Your objective
Which lines below mention "defaults"? Pick each one out.

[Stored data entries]
== == ==

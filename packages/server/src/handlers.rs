//! HTTP handler functions for the dashboard API.
//!
//! Handlers are thin adapters: they parse query/body parameters into the
//! core's typed inputs, call the pure functions, and serialize the
//! results. Missing or unparseable selections degrade to empty views
//! rather than errors; the checklist's suppression state maps to
//! `204 No Content`.

use actix_web::{HttpResponse, web};
use shark_map_charts::{choropleth, distribution, parcoords};
use shark_map_dashboard::{
    ChecklistUpdate, FilterState, incident_details, metric_summary, reconcile_select_all,
    sync_region_select,
};
use shark_map_incident_models::{AusState, Metric};
use shark_map_server_models::{
    ApiChecklist, ApiControls, ApiDetailTable, ApiHealth, ApiOption, ApiRegionSelect,
    ApiSummaryTable, ChecklistQueryParams, FigureQueryParams, RegionQueryParams, SelectionRequest,
};

use crate::AppState;

/// Parses an optional state-code parameter; unrecognized codes degrade to
/// no selection.
fn parse_state(param: Option<&str>) -> Option<AusState> {
    param.and_then(|s| s.trim().parse().ok())
}

/// Parses an optional metric-column parameter, falling back to the
/// default metric.
fn parse_metric(param: Option<&str>) -> Metric {
    param
        .and_then(Metric::from_column)
        .unwrap_or(Metric::SharkName)
}

/// `GET /api/health`
pub async fn health() -> HttpResponse {
    HttpResponse::Ok().json(ApiHealth {
        healthy: true,
        version: env!("CARGO_PKG_VERSION").to_string(),
    })
}

/// `GET /api/controls`
///
/// Returns the dropdown configuration: the distinct state codes present
/// in the data, the fixed metric options (two of which share a value),
/// and the startup filter defaults.
pub async fn controls(state: web::Data<AppState>) -> HttpResponse {
    let states: Vec<ApiOption> = state
        .table
        .states()
        .iter()
        .map(|s| ApiOption::plain(s.as_ref()))
        .collect();

    let metrics: Vec<ApiOption> = Metric::all()
        .iter()
        .map(|m| ApiOption {
            label: m.label().to_owned(),
            value: m.column().to_owned(),
        })
        .collect();

    HttpResponse::Ok().json(ApiControls {
        states,
        metrics,
        defaults: FilterState::defaults(&state.table),
    })
}

/// `GET /api/regions`
///
/// Recomputes the region multi-select options and selected values for a
/// state and "select all" flag.
pub async fn regions(
    state: web::Data<AppState>,
    params: web::Query<RegionQueryParams>,
) -> HttpResponse {
    let selected_state = parse_state(params.state.as_deref());
    let select = sync_region_select(
        &state.table,
        selected_state,
        params.select_all.unwrap_or(false),
    );

    HttpResponse::Ok().json(ApiRegionSelect {
        options: select
            .options
            .iter()
            .map(|o| ApiOption::plain(o))
            .collect(),
        value: select.selected,
    })
}

/// `GET /api/select-all`
///
/// Runs the checklist reconciliation state machine. A suppressed update
/// is a `204 No Content`; the client must leave the checklist untouched,
/// which is what breaks the mutual-update oscillation.
pub async fn select_all(params: web::Query<ChecklistQueryParams>) -> HttpResponse {
    match reconcile_select_all(params.selected, params.options, params.checked) {
        ChecklistUpdate::NoChange => HttpResponse::NoContent().finish(),
        ChecklistUpdate::SetUnchecked => HttpResponse::Ok().json(ApiChecklist { checked: false }),
        ChecklistUpdate::SetChecked => HttpResponse::Ok().json(ApiChecklist { checked: true }),
    }
}

/// `GET /api/map`
///
/// Returns the choropleth figure for the selected state and metric.
pub async fn geo_map(
    state: web::Data<AppState>,
    params: web::Query<FigureQueryParams>,
) -> HttpResponse {
    let figure = choropleth::build_choropleth(
        &state.table,
        &state.geography,
        parse_state(params.state.as_deref()),
        parse_metric(params.metric.as_deref()),
    );
    HttpResponse::Ok().json(figure)
}

/// `GET /api/parallel-coordinates`
///
/// Returns the parallel-coordinates figure over the full dataset. This
/// figure deliberately ignores the state/region filters.
pub async fn parallel_coordinates(state: web::Data<AppState>) -> HttpResponse {
    HttpResponse::Ok().json(parcoords::build_parallel_coordinates(&state.table))
}

/// `GET /api/distribution`
///
/// Returns the metric-by-species distribution figure.
pub async fn distribution(
    state: web::Data<AppState>,
    params: web::Query<FigureQueryParams>,
) -> HttpResponse {
    let highlighted: Vec<String> = params
        .highlighted
        .as_deref()
        .map(|s| {
            s.split(',')
                .map(str::trim)
                .filter(|t| !t.is_empty())
                .map(str::to_owned)
                .collect()
        })
        .unwrap_or_default();

    let figure = distribution::build_distribution(
        &state.table,
        parse_state(params.state.as_deref()),
        parse_metric(params.metric.as_deref()),
        &highlighted,
    );
    HttpResponse::Ok().json(figure)
}

/// `POST /api/selection/summary`
///
/// Returns the metric summary table for a tagged selection event.
pub async fn selection_summary(
    state: web::Data<AppState>,
    body: web::Json<SelectionRequest>,
) -> HttpResponse {
    let rows = metric_summary(
        &state.table,
        body.event.as_ref(),
        parse_state(body.state.as_deref()),
        parse_metric(body.metric.as_deref()),
    );

    HttpResponse::Ok().json(ApiSummaryTable {
        columns: ApiSummaryTable::columns(),
        rows,
    })
}

/// `POST /api/selection/details`
///
/// Returns the incident detail table for a tagged selection event.
pub async fn selection_details(
    state: web::Data<AppState>,
    body: web::Json<SelectionRequest>,
) -> HttpResponse {
    let rows = incident_details(
        &state.table,
        body.event.as_ref(),
        parse_state(body.state.as_deref()),
        parse_metric(body.metric.as_deref()),
    );

    HttpResponse::Ok().json(ApiDetailTable {
        columns: ApiDetailTable::columns(),
        rows,
    })
}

== == ==

Response
/// and the startup filter defaults.
        defaults: FilterState::defaults(&state.table),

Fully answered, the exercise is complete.